Und wie sieht die US-Regierung die deutsche Sicherheitspolitik 25 Jahre nach der Wiedervereinigung? Dort wird gerne lobend vom "weiten Weg" gesprochen, den die Bundeswehr gegangen sei - von der Verteidigungsarmee im Kalten Krieg hin zur modernen Einsatzarmee. Mit Blick auf die jüngere deutsche Geschichte sei das schließlich keine Selbstverständlichkeit, heißt es wohlwollend in Washington. Dort baut man auf Deutschlands "leadership", auf die deutsche Führung in Europa. "Wenn Deutschland Teil einer Koalition oder multilateralen Operation ist, verleiht das dieser Glaubwürdigkeit", sagt Sudha David-Wilp, Spezialistin für transatlantische Beziehungen beim German Marshall Fund in Berlin. "Deutschland hat einfach ein gutes Standing in vielen Ländern der Welt."

Aber Führung kostet auch, also müsse die Bundesregierung bei den Militärausgaben noch eine Schippe drauflegen, forderte US-Verteidigungsminister Ashton Carter bei seinem Antrittsbesuch in Berlin im Juni. Von der Zielmarke der Nato - zwei Prozent des Bruttoinlandsprodukts für den Verteidigungshaushalt - ist Deutschland mit 1,2 Prozent weit entfernt. Mit ihren veralteten Transportflugzeugen, reparaturbedürftigen Helikoptern und schlecht schießende Gewehren kann die Bundeswehr da nicht punkten. Für ein faires "burden-sharing" ist das nach Ansicht der großen Verbündeten nicht das passende Equipment.

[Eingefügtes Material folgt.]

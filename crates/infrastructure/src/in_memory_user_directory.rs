use std::collections::HashMap;

use async_trait::async_trait;
use clinica_application::UserDirectory;
use clinica_core::{AppError, AppResult, TenantId};
use clinica_domain::PolicyUser;
use serde_json::Value;
use tokio::sync::RwLock;

use crate::StoredUserDocument;

/// In-memory user directory holding documents in their persisted shape.
///
/// Documents are keyed by tenant and document id and normalized on every
/// read, so drifted documents behave exactly as they would from storage.
#[derive(Debug, Default)]
pub struct InMemoryUserDirectory {
    documents: RwLock<HashMap<(TenantId, String), StoredUserDocument>>,
}

impl InMemoryUserDirectory {
    /// Creates an empty directory.
    #[must_use]
    pub fn new() -> Self {
        Self::default()
    }

    /// Stores a raw JSON user document, replacing any document with the same id.
    pub async fn insert_document(
        &self,
        tenant_id: TenantId,
        document_id: &str,
        document: Value,
    ) -> AppResult<()> {
        let document: StoredUserDocument = serde_json::from_value(document).map_err(|error| {
            AppError::Validation(format!("invalid user document '{document_id}': {error}"))
        })?;

        self.documents
            .write()
            .await
            .insert((tenant_id, document_id.to_owned()), document);
        Ok(())
    }

    /// Returns a stored document exactly as persisted.
    pub async fn document(
        &self,
        tenant_id: TenantId,
        document_id: &str,
    ) -> Option<StoredUserDocument> {
        self.documents
            .read()
            .await
            .get(&(tenant_id, document_id.to_owned()))
            .cloned()
    }
}

#[async_trait]
impl UserDirectory for InMemoryUserDirectory {
    async fn find_user(&self, tenant_id: TenantId, uid: &str) -> AppResult<Option<PolicyUser>> {
        let documents = self.documents.read().await;

        if let Some(document) = documents
            .get(&(tenant_id, uid.to_owned()))
            .filter(|document| document.belongs_to(uid))
        {
            return Ok(document.clone().into_policy_user(uid));
        }

        Ok(documents
            .iter()
            .filter(|((stored_tenant_id, _), document)| {
                stored_tenant_id == &tenant_id && document.uid.as_deref() == Some(uid)
            })
            .find_map(|((_, document_id), document)| {
                document.clone().into_policy_user(document_id)
            }))
    }

    async fn list_users(&self, tenant_id: TenantId) -> AppResult<Vec<PolicyUser>> {
        let documents = self.documents.read().await;

        let mut users: Vec<PolicyUser> = documents
            .iter()
            .filter(|((stored_tenant_id, _), _)| stored_tenant_id == &tenant_id)
            .filter_map(|((_, document_id), document)| {
                document.clone().into_policy_user(document_id)
            })
            .collect();

        users.sort_by(|left, right| left.uid().cmp(right.uid()));
        Ok(users)
    }

    async fn save_user(&self, tenant_id: TenantId, user: PolicyUser) -> AppResult<()> {
        let mut documents = self.documents.write().await;
        let direct_key = (tenant_id, user.uid().to_owned());
        let direct_hit = documents
            .get(&direct_key)
            .is_some_and(|document| document.belongs_to(user.uid()));
        let key = if direct_hit {
            direct_key
        } else {
            documents
                .iter()
                .find(|((stored_tenant_id, _), document)| {
                    stored_tenant_id == &tenant_id && document.uid.as_deref() == Some(user.uid())
                })
                .map(|(key, _)| key.clone())
                .unwrap_or(direct_key)
        };

        let mut document = StoredUserDocument::from_policy_user(&user, tenant_id);
        if let Some(existing) = documents.get(&key) {
            document.company_id = existing.company_id.clone().or(document.company_id);
        }

        documents.insert(key, document);
        Ok(())
    }
}
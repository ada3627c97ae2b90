//! Access policy domain: roles, granular permissions and the pure evaluator.

#![forbid(unsafe_code)]

mod audit;
mod capability;
mod guard;
mod navigation;
mod page;
mod permissions;
pub mod policy;
mod role;
mod user;

pub use audit::AuditAction;
pub use capability::{Capability, CapabilitySnapshot};
pub use guard::{AccessDecision, AccessGuard, DenialReason, GuardSettings};
pub use navigation::NavigationItem;
pub use page::AppPage;
pub use permissions::{
    FinancialScope, GranularPermissions, PermissionFlag, PermissionGroup,
    create_default_permissions,
};
pub use policy::{
    can_access_clients_menu, can_access_only_own_financials, can_access_patient_debits,
    can_access_professionals_menu, can_access_services_menu, can_edit_appointments,
    can_open_agenda, can_open_patients, can_open_services, can_view_all_agendas,
    has_full_access, has_full_financial_access, is_other_role, is_professional,
};
pub use role::Role;
pub use user::{EmailAddress, PolicyUser};
//! Pure access predicates over an optional signed-in user.
//!
//! Every predicate is total: a missing user, a missing permission record or a
//! role without the capability all answer `false`. Granular flags are only
//! consulted for [`Role::Outro`]; full-access roles are never checked against
//! flags.

use crate::{PermissionFlag, PolicyUser, Role};

fn role_is(user: Option<&PolicyUser>, roles: &[Role]) -> bool {
    user.is_some_and(|user| roles.contains(&user.role()))
}

fn outro_flag(user: Option<&PolicyUser>, flag: PermissionFlag) -> bool {
    user.is_some_and(|user| user.role().is_flag_governed() && user.grants().flag(flag))
}

/// Owner or admin.
#[must_use]
pub fn has_full_access(user: Option<&PolicyUser>) -> bool {
    user.is_some_and(|user| user.role().has_full_access())
}

/// Practitioner; sees only their own agenda.
#[must_use]
pub fn is_professional(user: Option<&PolicyUser>) -> bool {
    role_is(user, &[Role::Pro])
}

/// Custom role governed by granular permissions.
#[must_use]
pub fn is_other_role(user: Option<&PolicyUser>) -> bool {
    role_is(user, &[Role::Outro])
}

/// Create or modify appointments.
#[must_use]
pub fn can_edit_appointments(user: Option<&PolicyUser>) -> bool {
    role_is(user, &[Role::Owner, Role::Admin, Role::Pro, Role::Atendente])
        || outro_flag(user, PermissionFlag::AgendaEdicao)
}

/// View the agenda of every professional.
#[must_use]
pub fn can_view_all_agendas(user: Option<&PolicyUser>) -> bool {
    role_is(user, &[Role::Owner, Role::Admin, Role::Atendente])
        || outro_flag(user, PermissionFlag::AgendaVisualizacao)
}

/// Patient debts tab.
#[must_use]
pub fn can_access_patient_debits(user: Option<&PolicyUser>) -> bool {
    has_full_access(user) || outro_flag(user, PermissionFlag::FinanceiroDebitosPacientes)
}

/// Financial visibility restricted to the user's own entries.
///
/// Full-access roles are never scope-limited, so this is `false` for them.
#[must_use]
pub fn can_access_only_own_financials(user: Option<&PolicyUser>) -> bool {
    outro_flag(user, PermissionFlag::FinanceiroApenasProprios)
}

/// Financial control, reports and commission summaries.
#[must_use]
pub fn has_full_financial_access(user: Option<&PolicyUser>) -> bool {
    has_full_access(user) || outro_flag(user, PermissionFlag::FinanceiroAcessoCompleto)
}

/// Practitioners management area.
#[must_use]
pub fn can_access_professionals_menu(user: Option<&PolicyUser>) -> bool {
    has_full_access(user) || outro_flag(user, PermissionFlag::MenuProfissionais)
}

/// Clients and patients management area.
#[must_use]
pub fn can_access_clients_menu(user: Option<&PolicyUser>) -> bool {
    role_is(user, &[Role::Owner, Role::Admin, Role::Atendente])
        || outro_flag(user, PermissionFlag::MenuClientes)
}

/// Services catalog area.
#[must_use]
pub fn can_access_services_menu(user: Option<&PolicyUser>) -> bool {
    has_full_access(user) || outro_flag(user, PermissionFlag::MenuServicos)
}

const STAFF: &[Role] = &[Role::Owner, Role::Admin, Role::Pro, Role::Atendente];

/// Open the agenda page: staff roles, or `outro` allowed to view or edit it.
#[must_use]
pub fn can_open_agenda(user: Option<&PolicyUser>) -> bool {
    role_is(user, STAFF)
        || outro_flag(user, PermissionFlag::AgendaVisualizacao)
        || outro_flag(user, PermissionFlag::AgendaEdicao)
}

/// Open the patients pages: staff roles, or `outro` with the clients menu.
#[must_use]
pub fn can_open_patients(user: Option<&PolicyUser>) -> bool {
    role_is(user, STAFF) || outro_flag(user, PermissionFlag::MenuClientes)
}

/// Open the services page: staff roles, or `outro` with the services menu.
#[must_use]
pub fn can_open_services(user: Option<&PolicyUser>) -> bool {
    role_is(user, STAFF) || outro_flag(user, PermissionFlag::MenuServicos)
}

Drei Soldaten vor einem Transportflugzeug vom Typ Transall auf dem Nato-Flugplatz Hohn, Foto: dpa
Bei der Bundeswehr immer noch im Einsatz: Transportflugzeuge vom Typ Transall aus den 1960er JahrenBild: picture-alliance/dpa/D. Reinhardt

Nicht abseits stehen

Die wachsende Zahl der internationalen Krisen und die steigenden Erwartungen der Verbündeten haben dazu beigetragen, dass Deutschland seine Rolle in der Welt neu definiert hat. Dass "Heraushalten" keine Option ist, zeigten schon 2011 die harschen Reaktionen im In- und Ausland auf die deutsche Enthaltung im UN-Sicherheitsrat, als dieser ein militärisches Eingreifen in Libyen beschloss.

Inzwischen hat die Bundesregierung klargestellt, dass Deutschland nicht abseits stehen, sondern international mehr Verantwortung übernehmen will. In der Ukraine-Krise konnten Bundeskanzlerin Angela Merkel und Außenminister Frank-Walter Steinmeier das bereits unter Beweis stellen - nicht nur diplomatisch, sondern auch militärisch bei der Stärkung der Nato in Osteuropa. 25 Jahre nach der Wiedervereinigung ist Deutschland angekommen in einer gestaltenden Außenpolitik, sucht aber zuweilen noch nach der Rolle, die die Bundeswehr darin spielen kann und soll.